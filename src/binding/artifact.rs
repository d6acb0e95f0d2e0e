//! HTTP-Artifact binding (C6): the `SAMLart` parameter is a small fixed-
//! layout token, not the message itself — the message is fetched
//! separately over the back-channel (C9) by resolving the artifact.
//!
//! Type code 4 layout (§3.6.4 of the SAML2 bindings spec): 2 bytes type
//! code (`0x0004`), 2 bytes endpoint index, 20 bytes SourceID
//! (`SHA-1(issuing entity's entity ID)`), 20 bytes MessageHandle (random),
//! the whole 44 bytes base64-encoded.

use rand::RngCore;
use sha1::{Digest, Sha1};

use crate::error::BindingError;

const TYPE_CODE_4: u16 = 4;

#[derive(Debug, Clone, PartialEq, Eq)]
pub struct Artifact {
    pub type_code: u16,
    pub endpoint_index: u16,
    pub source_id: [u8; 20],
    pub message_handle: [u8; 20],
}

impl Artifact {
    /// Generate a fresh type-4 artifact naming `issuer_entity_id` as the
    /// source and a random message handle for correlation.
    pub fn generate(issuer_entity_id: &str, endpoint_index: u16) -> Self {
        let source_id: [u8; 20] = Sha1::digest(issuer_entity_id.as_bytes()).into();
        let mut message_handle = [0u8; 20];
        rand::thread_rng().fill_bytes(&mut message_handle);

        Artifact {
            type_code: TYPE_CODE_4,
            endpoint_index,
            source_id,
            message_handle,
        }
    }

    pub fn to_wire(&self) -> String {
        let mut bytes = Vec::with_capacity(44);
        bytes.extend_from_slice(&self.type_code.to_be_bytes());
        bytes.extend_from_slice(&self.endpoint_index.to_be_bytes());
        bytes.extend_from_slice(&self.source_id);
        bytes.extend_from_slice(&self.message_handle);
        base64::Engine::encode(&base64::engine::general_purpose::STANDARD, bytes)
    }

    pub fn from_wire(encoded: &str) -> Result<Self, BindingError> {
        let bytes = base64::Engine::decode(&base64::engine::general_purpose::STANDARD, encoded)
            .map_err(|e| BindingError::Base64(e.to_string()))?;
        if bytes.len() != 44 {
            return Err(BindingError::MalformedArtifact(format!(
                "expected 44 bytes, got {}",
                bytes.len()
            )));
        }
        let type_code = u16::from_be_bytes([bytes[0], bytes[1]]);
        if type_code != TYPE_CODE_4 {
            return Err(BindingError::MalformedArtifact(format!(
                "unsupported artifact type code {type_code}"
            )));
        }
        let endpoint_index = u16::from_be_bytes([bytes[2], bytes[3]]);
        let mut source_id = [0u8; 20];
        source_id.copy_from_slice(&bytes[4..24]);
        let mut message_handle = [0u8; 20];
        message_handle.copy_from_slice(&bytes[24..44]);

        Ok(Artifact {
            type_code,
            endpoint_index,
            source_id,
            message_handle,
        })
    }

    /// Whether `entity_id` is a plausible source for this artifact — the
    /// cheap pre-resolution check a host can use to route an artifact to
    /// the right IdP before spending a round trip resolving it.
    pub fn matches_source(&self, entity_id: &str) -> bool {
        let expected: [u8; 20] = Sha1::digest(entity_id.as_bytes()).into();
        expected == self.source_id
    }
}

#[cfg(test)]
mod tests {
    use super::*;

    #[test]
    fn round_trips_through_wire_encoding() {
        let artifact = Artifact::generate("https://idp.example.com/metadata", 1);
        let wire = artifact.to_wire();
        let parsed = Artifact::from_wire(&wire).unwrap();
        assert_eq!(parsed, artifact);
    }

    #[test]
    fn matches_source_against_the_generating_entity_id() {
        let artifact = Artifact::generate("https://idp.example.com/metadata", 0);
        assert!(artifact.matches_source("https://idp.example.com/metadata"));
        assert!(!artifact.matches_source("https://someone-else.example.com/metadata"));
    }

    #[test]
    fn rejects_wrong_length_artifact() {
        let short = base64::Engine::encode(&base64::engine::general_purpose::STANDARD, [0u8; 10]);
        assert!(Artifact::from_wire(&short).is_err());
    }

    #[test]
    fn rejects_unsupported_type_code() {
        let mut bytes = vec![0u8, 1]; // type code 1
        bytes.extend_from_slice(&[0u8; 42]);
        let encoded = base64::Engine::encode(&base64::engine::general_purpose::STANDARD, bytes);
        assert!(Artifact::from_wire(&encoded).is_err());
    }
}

──────────

If a line in the listing contains "into", it counts. Say how many lines count, with no other words.

- [Answer to the problem]: 2